[Stored data entries]
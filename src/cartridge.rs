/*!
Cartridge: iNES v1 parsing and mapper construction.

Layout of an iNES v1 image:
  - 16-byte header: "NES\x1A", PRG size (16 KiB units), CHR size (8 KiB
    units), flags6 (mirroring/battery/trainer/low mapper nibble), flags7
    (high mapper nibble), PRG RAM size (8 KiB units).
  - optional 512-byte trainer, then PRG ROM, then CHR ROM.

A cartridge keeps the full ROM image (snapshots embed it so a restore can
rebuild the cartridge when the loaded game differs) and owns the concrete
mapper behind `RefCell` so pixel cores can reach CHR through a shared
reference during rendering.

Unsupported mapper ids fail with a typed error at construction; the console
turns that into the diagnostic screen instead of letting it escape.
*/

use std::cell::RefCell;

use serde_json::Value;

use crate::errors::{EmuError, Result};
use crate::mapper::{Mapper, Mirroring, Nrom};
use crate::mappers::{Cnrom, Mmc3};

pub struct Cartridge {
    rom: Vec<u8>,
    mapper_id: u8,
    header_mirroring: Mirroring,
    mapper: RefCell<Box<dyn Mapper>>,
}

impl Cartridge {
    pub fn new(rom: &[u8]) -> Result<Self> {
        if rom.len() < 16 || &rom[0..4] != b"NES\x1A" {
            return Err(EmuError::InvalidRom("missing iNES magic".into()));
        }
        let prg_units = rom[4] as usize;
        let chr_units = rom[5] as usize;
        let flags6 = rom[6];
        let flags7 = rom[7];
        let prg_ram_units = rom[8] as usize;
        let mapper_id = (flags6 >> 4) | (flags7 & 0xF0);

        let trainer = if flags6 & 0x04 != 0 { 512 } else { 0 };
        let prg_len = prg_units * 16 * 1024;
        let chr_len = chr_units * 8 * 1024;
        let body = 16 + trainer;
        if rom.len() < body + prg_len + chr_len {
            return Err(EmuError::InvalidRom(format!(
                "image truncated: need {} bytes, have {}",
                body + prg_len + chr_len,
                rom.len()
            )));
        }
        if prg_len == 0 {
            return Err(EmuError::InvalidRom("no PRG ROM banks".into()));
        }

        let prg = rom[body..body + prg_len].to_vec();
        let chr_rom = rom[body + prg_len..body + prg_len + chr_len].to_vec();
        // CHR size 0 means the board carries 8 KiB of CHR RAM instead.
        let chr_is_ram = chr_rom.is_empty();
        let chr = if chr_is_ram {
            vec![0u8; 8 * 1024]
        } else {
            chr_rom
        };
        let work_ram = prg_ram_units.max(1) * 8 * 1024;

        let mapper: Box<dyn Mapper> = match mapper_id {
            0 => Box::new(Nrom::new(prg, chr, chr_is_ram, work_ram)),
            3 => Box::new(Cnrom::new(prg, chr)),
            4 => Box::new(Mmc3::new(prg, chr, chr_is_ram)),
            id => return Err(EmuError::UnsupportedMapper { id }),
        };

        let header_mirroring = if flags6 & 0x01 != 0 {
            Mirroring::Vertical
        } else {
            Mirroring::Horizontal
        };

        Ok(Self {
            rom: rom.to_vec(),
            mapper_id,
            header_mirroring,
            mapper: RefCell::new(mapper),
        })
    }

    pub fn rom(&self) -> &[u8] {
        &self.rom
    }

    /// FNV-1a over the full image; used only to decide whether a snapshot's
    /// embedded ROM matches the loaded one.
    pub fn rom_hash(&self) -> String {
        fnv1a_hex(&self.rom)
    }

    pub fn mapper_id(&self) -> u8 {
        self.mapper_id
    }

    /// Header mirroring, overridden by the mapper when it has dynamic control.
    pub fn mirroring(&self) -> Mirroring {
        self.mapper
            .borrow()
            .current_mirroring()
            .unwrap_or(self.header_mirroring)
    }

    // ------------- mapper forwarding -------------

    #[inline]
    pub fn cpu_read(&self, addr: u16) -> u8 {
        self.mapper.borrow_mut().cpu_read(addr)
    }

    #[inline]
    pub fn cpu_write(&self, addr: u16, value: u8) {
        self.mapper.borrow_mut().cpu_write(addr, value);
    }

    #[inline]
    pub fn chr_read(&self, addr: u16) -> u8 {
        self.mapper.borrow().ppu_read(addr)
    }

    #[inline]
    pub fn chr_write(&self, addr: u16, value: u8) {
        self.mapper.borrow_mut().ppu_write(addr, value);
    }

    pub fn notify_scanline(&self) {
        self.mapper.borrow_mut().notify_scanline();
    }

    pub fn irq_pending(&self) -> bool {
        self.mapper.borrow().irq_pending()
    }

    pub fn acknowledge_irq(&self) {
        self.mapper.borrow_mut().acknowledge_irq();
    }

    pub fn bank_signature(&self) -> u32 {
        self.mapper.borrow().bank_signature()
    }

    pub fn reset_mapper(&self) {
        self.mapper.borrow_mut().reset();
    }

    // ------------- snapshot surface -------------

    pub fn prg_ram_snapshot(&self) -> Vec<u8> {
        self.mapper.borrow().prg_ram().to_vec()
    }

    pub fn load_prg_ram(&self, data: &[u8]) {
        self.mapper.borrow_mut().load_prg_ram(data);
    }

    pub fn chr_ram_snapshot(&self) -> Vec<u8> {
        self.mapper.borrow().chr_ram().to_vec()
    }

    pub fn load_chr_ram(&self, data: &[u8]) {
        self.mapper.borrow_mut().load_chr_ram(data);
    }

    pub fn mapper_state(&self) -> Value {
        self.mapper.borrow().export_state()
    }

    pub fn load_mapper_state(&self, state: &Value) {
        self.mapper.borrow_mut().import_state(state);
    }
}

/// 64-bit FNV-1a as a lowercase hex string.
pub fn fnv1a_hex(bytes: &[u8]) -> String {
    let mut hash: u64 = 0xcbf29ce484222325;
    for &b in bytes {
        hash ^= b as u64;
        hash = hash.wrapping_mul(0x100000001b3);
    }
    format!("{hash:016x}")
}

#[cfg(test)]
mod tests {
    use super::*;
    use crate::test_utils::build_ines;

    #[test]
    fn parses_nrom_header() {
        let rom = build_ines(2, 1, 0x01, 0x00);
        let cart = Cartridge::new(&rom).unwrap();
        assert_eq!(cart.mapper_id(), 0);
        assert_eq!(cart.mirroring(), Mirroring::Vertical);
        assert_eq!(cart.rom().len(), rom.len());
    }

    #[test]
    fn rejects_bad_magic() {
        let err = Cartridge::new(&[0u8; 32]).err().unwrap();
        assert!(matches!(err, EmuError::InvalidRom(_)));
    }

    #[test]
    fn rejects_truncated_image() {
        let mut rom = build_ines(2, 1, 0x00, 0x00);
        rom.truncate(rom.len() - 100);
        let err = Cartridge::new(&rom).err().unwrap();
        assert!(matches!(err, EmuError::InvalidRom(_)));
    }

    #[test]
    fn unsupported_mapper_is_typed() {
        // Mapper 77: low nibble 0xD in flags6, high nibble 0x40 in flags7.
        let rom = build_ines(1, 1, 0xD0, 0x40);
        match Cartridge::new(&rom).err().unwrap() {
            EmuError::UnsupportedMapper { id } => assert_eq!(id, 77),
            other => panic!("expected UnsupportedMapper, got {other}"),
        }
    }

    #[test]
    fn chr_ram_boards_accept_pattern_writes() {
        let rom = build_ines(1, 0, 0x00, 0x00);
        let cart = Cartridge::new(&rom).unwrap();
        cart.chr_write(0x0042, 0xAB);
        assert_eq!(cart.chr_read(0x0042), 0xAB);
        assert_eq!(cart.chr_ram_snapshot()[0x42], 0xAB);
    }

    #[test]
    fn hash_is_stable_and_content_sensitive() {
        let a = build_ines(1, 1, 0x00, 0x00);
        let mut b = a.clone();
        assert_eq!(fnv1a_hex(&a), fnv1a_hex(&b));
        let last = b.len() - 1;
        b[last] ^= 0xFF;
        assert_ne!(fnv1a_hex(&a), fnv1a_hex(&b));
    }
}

_How to complete this task_
Output all of the data exactly.

_Answer area_
filename src/cartridge.rs
/*!
Cartridge: iNES v1 parsing and mapper construction.

Layout of an iNES v1 image:
  - 16-byte header: "NES\x1A", PRG size (16 KiB units), CHR size (8 KiB
    units), flags6 (mirroring/battery/trainer/low mapper nibble), flags7
    (high mapper nibble), PRG RAM size (8 KiB units).
  - optional 512-byte trainer, then PRG ROM, then CHR ROM.

A cartridge keeps the full ROM image (snapshots embed it so a restore can
rebuild the cartridge when the loaded game differs) and owns the concrete
mapper behind `RefCell` so pixel cores can reach CHR through a shared
reference during rendering.

Unsupported mapper ids fail with a typed error at construction; the console
turns that into the diagnostic screen instead of letting it escape.
*/

use std::cell::RefCell;

use serde_json::Value;

use crate::errors::{EmuError, Result};
use crate::mapper::{Mapper, Mirroring, Nrom};
use crate::mappers::{Cnrom, Mmc3};

pub struct Cartridge {
    rom: Vec<u8>,
    mapper_id: u8,
    header_mirroring: Mirroring,
    mapper: RefCell<Box<dyn Mapper>>,
}

impl Cartridge {
    pub fn new(rom: &[u8]) -> Result<Self> {
        if rom.len() < 16 || &rom[0..4] != b"NES\x1A" {
            return Err(EmuError::InvalidRom("missing iNES magic".into()));
        }
        let prg_units = rom[4] as usize;
        let chr_units = rom[5] as usize;
        let flags6 = rom[6];
        let flags7 = rom[7];
        let prg_ram_units = rom[8] as usize;
        let mapper_id = (flags6 >> 4) | (flags7 & 0xF0);

        let trainer = if flags6 & 0x04 != 0 { 512 } else { 0 };
        let prg_len = prg_units * 16 * 1024;
        let chr_len = chr_units * 8 * 1024;
        let body = 16 + trainer;
        if rom.len() < body + prg_len + chr_len {
            return Err(EmuError::InvalidRom(format!(
                "image truncated: need {} bytes, have {}",
                body + prg_len + chr_len,
                rom.len()
            )));
        }
        if prg_len == 0 {
            return Err(EmuError::InvalidRom("no PRG ROM banks".into()));
        }

        let prg = rom[body..body + prg_len].to_vec();
        let chr_rom = rom[body + prg_len..body + prg_len + chr_len].to_vec();
        // CHR size 0 means the board carries 8 KiB of CHR RAM instead.
        let chr_is_ram = chr_rom.is_empty();
        let chr = if chr_is_ram {
            vec![0u8; 8 * 1024]
        } else {
            chr_rom
        };
        let work_ram = prg_ram_units.max(1) * 8 * 1024;

        let mapper: Box<dyn Mapper> = match mapper_id {
            0 => Box::new(Nrom::new(prg, chr, chr_is_ram, work_ram)),
            3 => Box::new(Cnrom::new(prg, chr)),
            4 => Box::new(Mmc3::new(prg, chr, chr_is_ram)),
            id => return Err(EmuError::UnsupportedMapper { id }),
        };

        let header_mirroring = if flags6 & 0x01 != 0 {
            Mirroring::Vertical
        } else {
            Mirroring::Horizontal
        };

        Ok(Self {
            rom: rom.to_vec(),
            mapper_id,
            header_mirroring,
            mapper: RefCell::new(mapper),
        })
    }

    pub fn rom(&self) -> &[u8] {
        &self.rom
    }

    /// FNV-1a over the full image; used only to decide whether a snapshot's
    /// embedded ROM matches the loaded one.
    pub fn rom_hash(&self) -> String {
        fnv1a_hex(&self.rom)
    }

    pub fn mapper_id(&self) -> u8 {
        self.mapper_id
    }

    /// Header mirroring, overridden by the mapper when it has dynamic control.
    pub fn mirroring(&self) -> Mirroring {
        self.mapper
            .borrow()
            .current_mirroring()
            .unwrap_or(self.header_mirroring)
    }

    // ------------- mapper forwarding -------------

    #[inline]
    pub fn cpu_read(&self, addr: u16) -> u8 {
        self.mapper.borrow_mut().cpu_read(addr)
    }

    #[inline]
    pub fn cpu_write(&self, addr: u16, value: u8) {
        self.mapper.borrow_mut().cpu_write(addr, value);
    }

    #[inline]
    pub fn chr_read(&self, addr: u16) -> u8 {
        self.mapper.borrow().ppu_read(addr)
    }

    #[inline]
    pub fn chr_write(&self, addr: u16, value: u8) {
        self.mapper.borrow_mut().ppu_write(addr, value);
    }

    pub fn notify_scanline(&self) {
        self.mapper.borrow_mut().notify_scanline();
    }

    pub fn irq_pending(&self) -> bool {
        self.mapper.borrow().irq_pending()
    }

    pub fn acknowledge_irq(&self) {
        self.mapper.borrow_mut().acknowledge_irq();
    }

    pub fn bank_signature(&self) -> u32 {
        self.mapper.borrow().bank_signature()
    }

    pub fn reset_mapper(&self) {
        self.mapper.borrow_mut().reset();
    }

    // ------------- snapshot surface -------------

    pub fn prg_ram_snapshot(&self) -> Vec<u8> {
        self.mapper.borrow().prg_ram().to_vec()
    }

    pub fn load_prg_ram(&self, data: &[u8]) {
        self.mapper.borrow_mut().load_prg_ram(data);
    }

    pub fn chr_ram_snapshot(&self) -> Vec<u8> {
        self.mapper.borrow().chr_ram().to_vec()
    }

    pub fn load_chr_ram(&self, data: &[u8]) {
        self.mapper.borrow_mut().load_chr_ram(data);
    }

    pub fn mapper_state(&self) -> Value {
        self.mapper.borrow().export_state()
    }

    pub fn load_mapper_state(&self, state: &Value) {
        self.mapper.borrow_mut().import_state(state);
    }
}

/// 64-bit FNV-1a as a lowercase hex string.
pub fn fnv1a_hex(bytes: &[u8]) -> String {
    let mut hash: u64 = 0xcbf29ce484222325;
    for &b in bytes {
        hash ^= b as u64;
        hash = hash.wrapping_mul(0x100000001b3);
    }
    format!("{hash:016x}")
}

#[cfg(test)]
mod tests {
    use super::*;
    use crate::test_utils::build_ines;

    #[test]
    fn parses_nrom_header() {
        let rom = build_ines(2, 1, 0x01, 0x00);
        let cart = Cartridge::new(&rom).unwrap();
        assert_eq!(cart.mapper_id(), 0);
        assert_eq!(cart.mirroring(), Mirroring::Vertical);
        assert_eq!(cart.rom().len(), rom.len());
    }

    #[test]
    fn rejects_bad_magic() {
        let err = Cartridge::new(&[0u8; 32]).err().unwrap();
        assert!(matches!(err, EmuError::InvalidRom(_)));
    }

    #[test]
    fn rejects_truncated_image() {
        let mut rom = build_ines(2, 1, 0x00, 0x00);
        rom.truncate(rom.len() - 100);
        let err = Cartridge::new(&rom).err().unwrap();
        assert!(matches!(err, EmuError::InvalidRom(_)));
    }

    #[test]
    fn unsupported_mapper_is_typed() {
        // Mapper 77: low nibble 0xD in flags6, high nibble 0x40 in flags7.
        let rom = build_ines(1, 1, 0xD0, 0x40);
        match Cartridge::new(&rom).err().unwrap() {
            EmuError::UnsupportedMapper { id } => assert_eq!(id, 77),
            other => panic!("expected UnsupportedMapper, got {other}"),
        }
    }

    #[test]
    fn chr_ram_boards_accept_pattern_writes() {
        let rom = build_ines(1, 0, 0x00, 0x00);
        let cart = Cartridge::new(&rom).unwrap();
        cart.chr_write(0x0042, 0xAB);
        assert_eq!(cart.chr_read(0x0042), 0xAB);
        assert_eq!(cart.chr_ram_snapshot()[0x42], 0xAB);
    }

    #[test]
    fn hash_is_stable_and_content_sensitive() {
        let a = build_ines(1, 1, 0x00, 0x00);
        let mut b = a.clone();
        assert_eq!(fnv1a_hex(&a), fnv1a_hex(&b));
        let last = b.len() - 1;
        b[last] ^= 0xFF;
        assert_ne!(fnv1a_hex(&a), fnv1a_hex(&b));
    }
}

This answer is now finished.